→ **Input records**

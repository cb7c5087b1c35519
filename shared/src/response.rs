//! API Response types
//!
//! Response envelopes used by the attendance backend, plus the local
//! pagination helper used by list views.

use serde::{Deserialize, Serialize};

/// Generic backend envelope
///
/// ```json
/// { "success": true, "message": "...", "data": { ... } }
/// ```
#[derive(Debug, Clone, Serialize, Deserialize)]
pub struct ApiResponse<T> {
    #[serde(default)]
    pub success: bool,
    #[serde(default, skip_serializing_if = "Option::is_none")]
    pub message: Option<String>,
    #[serde(default = "Option::default", skip_serializing_if = "Option::is_none")]
    pub data: Option<T>,
}

impl<T> ApiResponse<T> {
    pub fn ok(data: T) -> Self {
        Self {
            success: true,
            message: None,
            data: Some(data),
        }
    }

    pub fn error(message: impl Into<String>) -> Self {
        Self {
            success: false,
            message: Some(message.into()),
            data: None,
        }
    }

    pub fn with_message(mut self, message: impl Into<String>) -> Self {
        self.message = Some(message.into());
        self
    }
}

/// Error body sent with non-2xx statuses
#[derive(Debug, Clone, Default, Serialize, Deserialize)]
pub struct ApiErrorBody {
    #[serde(default)]
    pub message: Option<String>,
    #[serde(default)]
    pub error: Option<String>,
    #[serde(default)]
    pub code: Option<String>,
}

impl ApiErrorBody {
    pub fn text(&self) -> Option<&str> {
        self.message.as_deref().or(self.error.as_deref())
    }
}

/// Identifiers created by `POST /auth/register`
#[derive(Debug, Clone, Copy, PartialEq, Eq, Serialize, Deserialize)]
pub struct CreatedIds {
    pub usuario_id: i64,
    #[serde(default)]
    pub persona_id: Option<i64>,
}

/// `POST /auth/register` response
#[derive(Debug, Clone, Default, Serialize, Deserialize)]
pub struct RegistrationResponse {
    #[serde(default)]
    pub success: bool,
    #[serde(default)]
    pub message: Option<String>,
    #[serde(default)]
    pub data: Option<CreatedIds>,
}

/// One page of a locally paginated list
#[derive(Debug, Clone, Serialize, Deserialize)]
pub struct PaginatedResponse<T> {
    pub data: Vec<T>,
    pub total: u64,
    /// 1-based
    pub page: u32,
    pub limit: u32,
    pub total_pages: u32,
}

impl<T> PaginatedResponse<T> {
    pub fn new(data: Vec<T>, total: u64, page: u32, limit: u32) -> Self {
        let total_pages = if limit > 0 {
            total.div_ceil(limit as u64) as u32
        } else {
            1
        };

        Self {
            data,
            total,
            page,
            limit,
            total_pages,
        }
    }

    /// Slice `items` into the requested 1-based page (clamped to the last page)
    pub fn from_slice(items: &[T], page: u32, limit: u32) -> Self
    where
        T: Clone,
    {
        let limit = limit.max(1);
        let total = items.len() as u64;
        let last_page = total.div_ceil(limit as u64).max(1) as u32;
        let page = page.clamp(1, last_page);
        let start = ((page - 1) * limit) as usize;
        let end = (start + limit as usize).min(items.len());
        let data = items.get(start..end).map(<[T]>::to_vec).unwrap_or_default();
        Self::new(data, total, page, limit)
    }

    /// 1-based index of the first item on this page, 0 when empty
    pub fn first_index(&self) -> u64 {
        if self.data.is_empty() {
            0
        } else {
            (self.page as u64 - 1) * self.limit as u64 + 1
        }
    }

    pub fn last_index(&self) -> u64 {
        (self.page as u64 * self.limit as u64).min(self.total)
    }
}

→ **Task brief**
Across the listing, count every line with "String" in it and give the number only.

→ **Solution to this problem**
7